Despite the fact that a failure to comply with the mileage plan could mean stiff fines, to the tune of millions of dollars per company, three leading German carmakers, BMW, Daimler, and Volkswagen, may not endorse the plan at all. None of their representatives have offered specific comments on the issue.
Nevertheless, a spokesperson for the Obama administration has expressed pleasure in the fact that many domestic companies are giving strong feedback and favorable reactions. The administration believes discussions are likely to end sooner rather than later.
As disclosed to the auto industry earlier this week, the White House plan calls for mpg increases of 5 percent per year for passenger cars from model years 2017-2025, while the increase for SUVs and light trucks would be 3.5 percent per year from 2017-2021 before jumping to the same 5 percent requirement for the period from 2022-2025. The most lenient standards would be given to heavier trucks, like the Ford F-150.
In addition to the stated increases, the White House plan also includes a mid-course review clause, which would allow targets to be re-negotiated during the last part of that nine-year period if sales, technology and manufacturers' costs warrant doing so. It is likely that the requirements could be mostly-met during the early stages of the nine-year period by simply making alterations in the way gasoline-powered engines function, without the need for a significant increase in sales of hybrids or EVs.

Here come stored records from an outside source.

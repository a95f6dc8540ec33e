//! # models::sentiment
//!
//! Defines [`SentimentRecord`] — the shared "market memory" that every
//! sentiment producer writes and the Sniper Loop reads on every scan.
//!
//! ## Wire format (market_memory.json)
//! ```json
//! { "global_trend": "BULLISH",
//!   "stock_sentiment": { "RELIANCE.NS": "POSITIVE" } }
//! ```

use std::collections::HashMap;

use serde::{Deserialize, Serialize};

// ─── Trend ────────────────────────────────────────────────────────────────────

/// Global market regime ที่ Macro Brain เขียนไว้
#[derive(Debug, Clone, Copy, PartialEq, Eq, Default, Serialize, Deserialize)]
#[serde(rename_all = "SCREAMING_SNAKE_CASE")]
pub enum Trend {
    Bullish,
    Bearish,
    #[default]
    Neutral,
}

impl Trend {
    /// Parse จาก free text (case-insensitive)
    ///
    /// คืน `None` สำหรับค่าที่ไม่รู้จัก — caller ต้องเลือก default เอง
    /// แทนที่จะปล่อยให้ typo กลายเป็น NEUTRAL เงียบๆ
    pub fn parse(s: &str) -> Option<Self> {
        match s.trim().to_uppercase().as_str() {
            "BULLISH" => Some(Trend::Bullish),
            "BEARISH" => Some(Trend::Bearish),
            "NEUTRAL" => Some(Trend::Neutral),
            _ => None,
        }
    }

    pub fn icon(&self) -> &'static str {
        match self {
            Trend::Bullish => "🟢",
            Trend::Bearish => "🔴",
            Trend::Neutral => "⚪",
        }
    }

    pub fn as_str(&self) -> &'static str {
        match self {
            Trend::Bullish => "BULLISH",
            Trend::Bearish => "BEARISH",
            Trend::Neutral => "NEUTRAL",
        }
    }
}

// ─── Sentiment ────────────────────────────────────────────────────────────────

/// Per-symbol sentiment ที่ News / Satellite Brain เขียนไว้
#[derive(Debug, Clone, Copy, PartialEq, Eq, Default, Serialize, Deserialize)]
#[serde(rename_all = "SCREAMING_SNAKE_CASE")]
pub enum Sentiment {
    Positive,
    Negative,
    #[default]
    Neutral,
}

impl Sentiment {
    pub fn parse(s: &str) -> Option<Self> {
        match s.trim().to_uppercase().as_str() {
            "POSITIVE" => Some(Sentiment::Positive),
            "NEGATIVE" => Some(Sentiment::Negative),
            "NEUTRAL" => Some(Sentiment::Neutral),
            _ => None,
        }
    }

    pub fn icon(&self) -> &'static str {
        match self {
            Sentiment::Positive => "🟢",
            Sentiment::Negative => "🔴",
            Sentiment::Neutral => "⚪",
        }
    }

    pub fn as_str(&self) -> &'static str {
        match self {
            Sentiment::Positive => "POSITIVE",
            Sentiment::Negative => "NEGATIVE",
            Sentiment::Neutral => "NEUTRAL",
        }
    }
}

// ─── SentimentRecord ──────────────────────────────────────────────────────────

/// ภาพรวม Intelligence ทั้งหมด ณ ขณะนี้
///
/// Record นี้ถูกอ่าน-แก้-เขียนทั้งก้อนเสมอ (last-writer-wins) —
/// ไม่มี partial update, ไม่มี merge
#[derive(Debug, Clone, PartialEq, Default, Serialize, Deserialize)]
pub struct SentimentRecord {
    pub global_trend: Trend,
    #[serde(default)]
    pub stock_sentiment: HashMap<String, Sentiment>,
}

impl SentimentRecord {
    /// Sentiment ของ symbol — ไม่มี entry ⇒ NEUTRAL
    pub fn sentiment_for(&self, symbol: &str) -> Sentiment {
        self.stock_sentiment
            .get(symbol)
            .copied()
            .unwrap_or_default()
    }
}

// ─── Tests ────────────────────────────────────────────────────────────────────

#[cfg(test)]
mod tests {
    use super::*;

    #[test]
    fn test_trend_parse_case_insensitive() {
        assert_eq!(Trend::parse("bullish"), Some(Trend::Bullish));
        assert_eq!(Trend::parse(" BEARISH "), Some(Trend::Bearish));
        assert_eq!(Trend::parse("sideways"), None);
    }

    #[test]
    fn test_sentiment_parse_rejects_unknown() {
        assert_eq!(Sentiment::parse("Positive"), Some(Sentiment::Positive));
        assert_eq!(Sentiment::parse("meh"), None);
    }

    #[test]
    fn test_absent_symbol_is_neutral() {
        let record = SentimentRecord::default();
        assert_eq!(record.sentiment_for("TCS.NS"), Sentiment::Neutral);
    }

    #[test]
    fn test_wire_format_round_trip() {
        let mut record = SentimentRecord {
            global_trend: Trend::Bullish,
            stock_sentiment: HashMap::new(),
        };
        record
            .stock_sentiment
            .insert("RELIANCE.NS".to_string(), Sentiment::Positive);

        let json = serde_json::to_string(&record).unwrap();
        assert!(json.contains("\"BULLISH\""));
        assert!(json.contains("\"POSITIVE\""));

        let back: SentimentRecord = serde_json::from_str(&json).unwrap();
        assert_eq!(back, record);
    }

    #[test]
    fn test_missing_stock_sentiment_field_defaults_empty() {
        let back: SentimentRecord =
            serde_json::from_str(r#"{ "global_trend": "BEARISH" }"#).unwrap();
        assert_eq!(back.global_trend, Trend::Bearish);
        assert!(back.stock_sentiment.is_empty());
    }
}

Earlier today, the Wall Street Journal reported that most of the bigger car companies have now committed to the plan, but representatives of those companies insist that report is premature.
Once the White House makes the official announcement of the auto industry's endorsement of the mpg plan, the next step is to make a formal proposal of the new targets in September, and issue final approval next July.
If all goes as planned, by 2025, mpg requirements would be roughly double the current standard, and would be significantly higher than the 2016 target of 35.5 mpg.